2018 Blind Spot Series: Singin' in the Rain


What I knew going in: I had seen some of the musical numbers


A silent film star, Don Lockwood (Gene Kelly) finds himself having to get with the changing times when the first "talkie" film is a big hit. A chance meeting with a young up and coming actress, Kathy Selden (Debbie Reynolds) blooms into a secret romance when she is talked into dubbing over Don's frequent costar, Lina (Jean Hagen) in their newest films.

I decided I wanted to think of something other than A Clockwork Orange when I hear the song "Singin' in the Rain." As much as I love tap dancing, I'm awful at watching these classics all the way through instead of just looking up specific routines.

This film is absolutely delightful. The fact that Debbie Reynolds didn't have any dance experience before she made this is extraordinary. Gene Kelly is always a reliable leading man and Donald O'Connor is a joy to watch. The funny thing is this film makes me hate The Artist even more in retrospect. I should've watched this then. 

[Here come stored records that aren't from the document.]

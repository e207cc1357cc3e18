use crate::checks::utils::{build_allowlist, is_allowed};
use crate::model::ManifestModel;
use crate::policy::EffectiveConfig;
use deptherapy_types::{Category, Finding};

pub fn run(model: &ManifestModel, cfg: &EffectiveConfig, out: &mut Vec<Finding>) {
    let Some(policy) = cfg.check_policy(Category::Deprecated) else {
        return;
    };
    let allow = build_allowlist(&policy.allow);
    let installed = model.installed_names();

    for name in &cfg.rules.deprecated {
        if !installed.contains(name.as_str()) {
            continue;
        }
        if is_allowed(allow.as_ref(), name) {
            continue;
        }
        out.push(Finding::deprecated(name.as_str()));
    }
}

I think they captured the 1920's feel well, and while a later routine gets a bit self indulgent, the spectacle is worth it. I loved that my son sat down and watched this with me. And that he tried to tap dance himself afterwards while singing the title song. Moments like these make me love movies even more.

Recommended: Yes


Grade: A

Memorable Quote: "I'll do it, but I never want to see you again." - Kathy (Debbie Reynolds)

21 comments:

  1. Great post. I've never seen this one either (yikes, i know)...there are a lot of classics I still need to see, but I'll add this one to the top of my list :)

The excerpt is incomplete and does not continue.